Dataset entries
┄┄┄┄┄┄┄┄┄┄
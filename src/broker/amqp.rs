use async_trait::async_trait;
use futures_util::StreamExt;
use lapin::{
    options::*, types::FieldTable, BasicProperties, Channel, Connection, ConnectionProperties,
    Consumer,
};
use std::time::Duration;
use tokio::sync::Mutex;
use tracing::{debug, info, warn};

use super::interface::{Broker, BrokerError, Delivery, QueueConsumer};

/// Map lapin failures onto the broker taxonomy. Anything that means the
/// channel or connection is no longer usable becomes `ChannelClosed`.
fn classify(err: lapin::Error, fallback: fn(String) -> BrokerError) -> BrokerError {
    match &err {
        lapin::Error::InvalidChannelState(_)
        | lapin::Error::InvalidConnectionState(_)
        | lapin::Error::IOError(_) => BrokerError::ChannelClosed(err.to_string()),
        _ => fallback(err.to_string()),
    }
}

struct AmqpLink {
    connection: Connection,
    channel: Channel,
}

impl AmqpLink {
    async fn open(url: &str) -> Result<Self, BrokerError> {
        let connection = Connection::connect(url, ConnectionProperties::default())
            .await
            .map_err(|e| BrokerError::Connection(format!("Failed to connect to RabbitMQ: {e}")))?;

        let channel = connection
            .create_channel()
            .await
            .map_err(|e| BrokerError::Connection(format!("Failed to create channel: {e}")))?;

        Ok(Self {
            connection,
            channel,
        })
    }

    fn is_open(&self) -> bool {
        self.connection.status().connected() && self.channel.status().connected()
    }

    async fn declare(&self, queue: &str) -> Result<(), BrokerError> {
        self.channel
            .queue_declare(
                queue,
                QueueDeclareOptions {
                    durable: true,
                    ..QueueDeclareOptions::default()
                },
                FieldTable::default(),
            )
            .await
            .map_err(|e| classify(e, BrokerError::Connection))?;
        Ok(())
    }

    async fn close(&self, reason: &str) {
        if let Err(e) = self.channel.close(200, reason).await {
            debug!("Channel close: {}", e);
        }
        if let Err(e) = self.connection.close(200, reason).await {
            debug!("Connection close: {}", e);
        }
    }
}

/// RabbitMQ broker over lapin. Publishes go to the default exchange with the
/// queue name as routing key.
pub struct AmqpBroker {
    url: String,
    link: Mutex<Option<AmqpLink>>,
}

impl AmqpBroker {
    /// Connect the publishing channel. Failing here aborts the caller's startup.
    pub async fn connect(url: &str) -> Result<Self, BrokerError> {
        let link = AmqpLink::open(url).await?;
        info!("RabbitMQ connection and channel setup completed");
        Ok(Self {
            url: url.to_string(),
            link: Mutex::new(Some(link)),
        })
    }
}

#[async_trait]
impl Broker for AmqpBroker {
    async fn declare_queue(&self, queue: &str) -> Result<(), BrokerError> {
        let guard = self.link.lock().await;
        let link = guard
            .as_ref()
            .ok_or_else(|| BrokerError::ChannelClosed("no open channel".to_string()))?;
        link.declare(queue).await?;
        debug!("Declared queue {}", queue);
        Ok(())
    }

    async fn publish(&self, queue: &str, payload: &[u8]) -> Result<(), BrokerError> {
        let guard = self.link.lock().await;
        let link = guard
            .as_ref()
            .filter(|link| link.is_open())
            .ok_or_else(|| BrokerError::ChannelClosed("publish channel is closed".to_string()))?;

        link.channel
            .basic_publish(
                "",
                queue,
                BasicPublishOptions::default(),
                payload,
                BasicProperties::default()
                    .with_content_type("application/json".into())
                    .with_delivery_mode(2),
            )
            .await
            .map_err(|e| classify(e, BrokerError::Publish))?
            .await
            .map_err(|e| classify(e, BrokerError::Publish))?;

        debug!("Published {} bytes to queue '{}'", payload.len(), queue);
        Ok(())
    }

    async fn reconnect(&self) -> Result<(), BrokerError> {
        let mut guard = self.link.lock().await;
        if let Some(old) = guard.take() {
            old.close("reconnecting").await;
        }
        warn!("Re-establishing RabbitMQ connection...");
        *guard = Some(AmqpLink::open(&self.url).await?);
        info!("RabbitMQ connection re-established");
        Ok(())
    }

    async fn consume(&self, queue: &str) -> Result<Box<dyn QueueConsumer>, BrokerError> {
        let link = AmqpLink::open(&self.url).await?;
        link.declare(queue).await?;

        // One unacknowledged message at a time per consumer.
        link.channel
            .basic_qos(1, BasicQosOptions::default())
            .await
            .map_err(|e| classify(e, BrokerError::Consume))?;

        let consumer = link
            .channel
            .basic_consume(
                queue,
                "",
                BasicConsumeOptions::default(),
                FieldTable::default(),
            )
            .await
            .map_err(|e| classify(e, BrokerError::Consume))?;

        info!("Consuming from queue '{}'", queue);
        Ok(Box::new(AmqpConsumer { link, consumer }))
    }
}

pub struct AmqpConsumer {
    link: AmqpLink,
    consumer: Consumer,
}

#[async_trait]
impl QueueConsumer for AmqpConsumer {
    async fn next_delivery(&mut self, wait: Duration) -> Result<Option<Delivery>, BrokerError> {
        match tokio::time::timeout(wait, self.consumer.next()).await {
            Err(_) => Ok(None),
            Ok(None) => Err(BrokerError::ChannelClosed(
                "consumer stream ended".to_string(),
            )),
            Ok(Some(Err(e))) => Err(classify(e, BrokerError::Consume)),
            Ok(Some(Ok(delivery))) => Ok(Some(Delivery {
                tag: delivery.delivery_tag,
                redelivered: delivery.redelivered,
                payload: delivery.data,
            })),
        }
    }

    async fn ack(&mut self, delivery: &Delivery) -> Result<(), BrokerError> {
        self.link
            .channel
            .basic_ack(delivery.tag, BasicAckOptions::default())
            .await
            .map_err(|e| classify(e, BrokerError::Ack))
    }

    async fn close(&mut self) -> Result<(), BrokerError> {
        self.link.close("consumer stopped").await;
        info!("RabbitMQ consumer connection closed");
        Ok(())
    }
}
┄┄┄┄┄┄┄┄┄┄
▶ _YOUR GOAL_: State how many lines in the records above contain the word "info", giving only the number.

▶ _OUTPUT BELOW_: 5